Hint kadınları ve Bindu

Hindistan’da yaşam gördüğüm kadarıyla çoğunlukla inanç ve buna bağlı olarak artık hayatın parçası haline gelmiş alışkanlıklara göre yaşanıyor. Kadınlar resmen sokaklarda renk kartelası gibi geziyorlar. Rengarenk altı metrelik saree kumaşlarına sarınıp, afili takılarını hatta ayak parmaklarına bile minnak yüzüklerini takıyorlar. Tabii bir de alınlarına kırmızı veya tonlarında noktasal işaret konduruyorlar. Filmlerde gördüğüm bu kareleri seyahatim sırasında da görünce anlıyorum ki bu iş harbiden ciddi bir gelenek, yani filmlere renk katmak için yapılan bir makyaj değil!

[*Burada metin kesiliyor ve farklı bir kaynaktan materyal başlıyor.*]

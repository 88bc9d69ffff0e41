//! Layout helpers — split the terminal area into regions.

use ratatui::layout::{Constraint, Direction, Layout, Rect};

/// Primary screen layout: a title row, the deck, a caption strip and the
/// status bar.
pub struct AppLayout {
    pub title_area: Rect,
    pub deck_area: Rect,
    pub caption_area: Rect,
    pub status_area: Rect,
}

impl AppLayout {
    /// Compute the layout from the full terminal area.
    pub fn from_area(area: Rect) -> Self {
        let chunks = Layout::default()
            .direction(Direction::Vertical)
            .constraints([
                Constraint::Length(1), // view title
                Constraint::Min(6),    // deck (takes all remaining space)
                Constraint::Length(2), // caption
                Constraint::Length(1), // status bar
            ])
            .split(area);

        Self {
            title_area: chunks[0],
            deck_area: chunks[1],
            caption_area: chunks[2],
            status_area: chunks[3],
        }
    }
}
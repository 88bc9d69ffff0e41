//! One-shot timed effects (the "like" heart pulse).
//!
//! The timer is plain data owned by whatever shows the effect.  It expires on
//! the first `tick` past its duration, a new `trigger` supersedes it, and
//! `cancel` (or dropping the owner) disposes of it; nothing is scheduled
//! anywhere else that could fire after teardown.

use std::time::{Duration, Instant};

#[derive(Debug, Clone)]
pub struct PulseTimer {
    duration: Duration,
    started: Option<Instant>,
}

impl PulseTimer {
    pub fn new(duration: Duration) -> Self {
        Self {
            duration,
            started: None,
        }
    }

    /// Start (or restart) the pulse at `now`.
    pub fn trigger(&mut self, now: Instant) {
        self.started = Some(now);
    }

    pub fn cancel(&mut self) {
        self.started = None;
    }

    pub fn is_active(&self) -> bool {
        self.started.is_some()
    }

    /// Clear the pulse once its duration has elapsed.
    pub fn tick(&mut self, now: Instant) {
        if let Some(start) = self.started {
            if now.saturating_duration_since(start) >= self.duration {
                self.started = None;
            }
        }
    }

    /// Normalised progress in `[0, 1)`, or `None` when idle or expired.
    pub fn progress(&self, now: Instant) -> Option<f32> {
        let start = self.started?;
        let elapsed = now.saturating_duration_since(start);
        if elapsed >= self.duration || self.duration.is_zero() {
            return None;
        }
        Some(elapsed.as_secs_f32() / self.duration.as_secs_f32())
    }
}

/// Scale and opacity of the pulse overlay at `progress` ∈ [0, 1].
///
/// Pops from 0 to a 1.2 peak over the first 30%, then fades out while
/// shrinking back to 1.
pub fn pulse_envelope(progress: f32) -> (f32, f32) {
    let p = progress.clamp(0.0, 1.0);
    const PEAK_AT: f32 = 0.3;
    if p < PEAK_AT {
        let t = p / PEAK_AT;
        let ease = 1.0 - (1.0 - t) * (1.0 - t);
        (1.2 * ease, ease)
    } else {
        let t = (p - PEAK_AT) / (1.0 - PEAK_AT);
        (1.2 - 0.2 * t, 1.0 - t)
    }
}

#[cfg(test)]
mod tests {
    use super::*;

    #[test]
    fn expires_after_duration() {
        let t0 = Instant::now();
        let mut pulse = PulseTimer::new(Duration::from_millis(800));
        pulse.trigger(t0);

        pulse.tick(t0 + Duration::from_millis(400));
        assert!(pulse.is_active());
        let p = pulse.progress(t0 + Duration::from_millis(400)).unwrap();
        assert!((p - 0.5).abs() < 1e-3);

        pulse.tick(t0 + Duration::from_millis(800));
        assert!(!pulse.is_active());
        assert_eq!(pulse.progress(t0 + Duration::from_millis(800)), None);
    }

    #[test]
    fn retrigger_supersedes() {
        let t0 = Instant::now();
        let mut pulse = PulseTimer::new(Duration::from_millis(800));
        pulse.trigger(t0);
        pulse.trigger(t0 + Duration::from_millis(600));
        pulse.tick(t0 + Duration::from_millis(1000));
        assert!(pulse.is_active());
    }

    #[test]
    fn cancel_disposes() {
        let t0 = Instant::now();
        let mut pulse = PulseTimer::new(Duration::from_millis(800));
        pulse.trigger(t0);
        pulse.cancel();
        assert_eq!(pulse.progress(t0), None);
    }

    #[test]
    fn envelope_shape() {
        assert_eq!(pulse_envelope(0.0), (0.0, 0.0));
        let (peak_scale, peak_alpha) = pulse_envelope(0.3);
        assert!((peak_scale - 1.2).abs() < 1e-5);
        assert!((peak_alpha - 1.0).abs() < 1e-5);
        let (end_scale, end_alpha) = pulse_envelope(1.0);
        assert!((end_scale - 1.0).abs() < 1e-5);
        assert!(end_alpha.abs() < 1e-5);
    }
}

Alnın üst tarafının saçla birleştiği yere çizilen kırmızı boyaya “Sindoor” deniyor. Bu simge kadının evli olduğunu gösteriyormuş. Evlendiği gün eşi tarafından ilk kez yapılan bu işareti daha sonra kadın her gün kendisi uyguluyor. Dul kalan kadınlar ise Sindoor uygulamayı bırakıyormuş, hatta dul kaldığı gün kadının kayınvalidesi veya görümcesi bu işareti siliyormuş. Geleneğe göre boşanmak yaygın değil, eşi öldüğünde dul kalıyor ama pek tabii modern hayatta artık bu gelenekten uzaklaşılmış durumda.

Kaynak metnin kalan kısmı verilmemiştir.